I'm forced to conclude that OP is saying that this espionage software was Russian.'''

///// I'm very uncomfortable with this conclusion, especially since we KNOW from the Vault 7 release that the CIA hacking tool suite included the ability for their software to impersonate/implicate just about any country /////

Mini-Duke was discovered February 27 2013. The first known sample: June 2011.

Risk: Document exfiltration.

Organizations that think (or know) they were compromised by Mini-Duke need to look at what data assets they had during the period when it was active, that could have been exfiltrated by a foreign power.

 

So when did North Korea suddenly get nuclear bomb capability?

When did it start performing nuclear tests in that mountain and threatening the world?

en.wikipedia.org/wiki/List_of_nuclear_weapons_tests_of_North_Korea

 

  1. 9 October 2006, smallish, est. 0.7 - 2 kt and possibly a fizzle says Wikipedia.

  2. 25 May 2009, est. 2 - 5.4 kt

  3. 12 February 2013, 6 - 16 kt

  4. 6 January 2016, 7 - 16.5 kt

  5. 9 September 2016, 15 - 25 kt

  6. 3 September 2017, 70 - 280 kt. NK claimed hydrogen bomb.

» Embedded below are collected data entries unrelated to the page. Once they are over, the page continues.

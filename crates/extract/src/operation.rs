use std::path::Path;

use folio_core::{ExtractionSettings, Operation, OperationError, Report};
use folio_pdf::{PdfHighlighter, PdfSource};

use crate::pipeline::{RunSummary, StatementPipeline};

/// Card statement extraction exposed as a named operation.
pub struct CardStatementOperation {
    pipeline: StatementPipeline<PdfSource, PdfHighlighter>,
}

impl CardStatementOperation {
    pub const NAME: &'static str = "card-statement";

    pub fn new(settings: ExtractionSettings) -> Self {
        Self { pipeline: StatementPipeline::pdf(settings) }
    }
}

impl Default for CardStatementOperation {
    fn default() -> Self {
        Self::new(ExtractionSettings::default())
    }
}

impl Operation for CardStatementOperation {
    fn name(&self) -> &str {
        Self::NAME
    }

    fn description(&self) -> &str {
        "Extract itemized card transactions into operations.csv with one highlighted PDF each"
    }

    fn run(&self, input: &Path, output_dir: &Path) -> Result<Report, OperationError> {
        self.pipeline
            .run(input, output_dir)
            .map(|summary| Report::from(&summary))
            .map_err(OperationError::from_source)
    }
}

impl From<&RunSummary> for Report {
    fn from(summary: &RunSummary) -> Self {
        Report::new()
            .with("Transactions", summary.count)
            .with("Charges", summary.total_charges)
            .with("Credits", summary.total_credits)
            .with("Balance", summary.balance)
            .with("Ledger", summary.csv_path.display())
            .with("Documents", summary.artifact_dir.display())
            .with("Source SHA-256", &summary.source_sha256)
    }
}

Let's suppose U.S. sensitive nuclear secrets were exfiltrated from classified databases sometime between 2011-2013.

 

Is it reasonable that, now having U.S. technology know-how, North Korea could within about 3 years convert that know-how into a workable nuclear weapon?

Three years? I think so. Especially if they had help.

 

Now I REALLY wonder what Eric Schmidt was doing in North Korea. Especially when this document was visible on the computer screen in images that Q gave us.

 

At minimum, the internet that Schmidt set up for them enabled NK scientists to study the latest western papers on nuclear physics.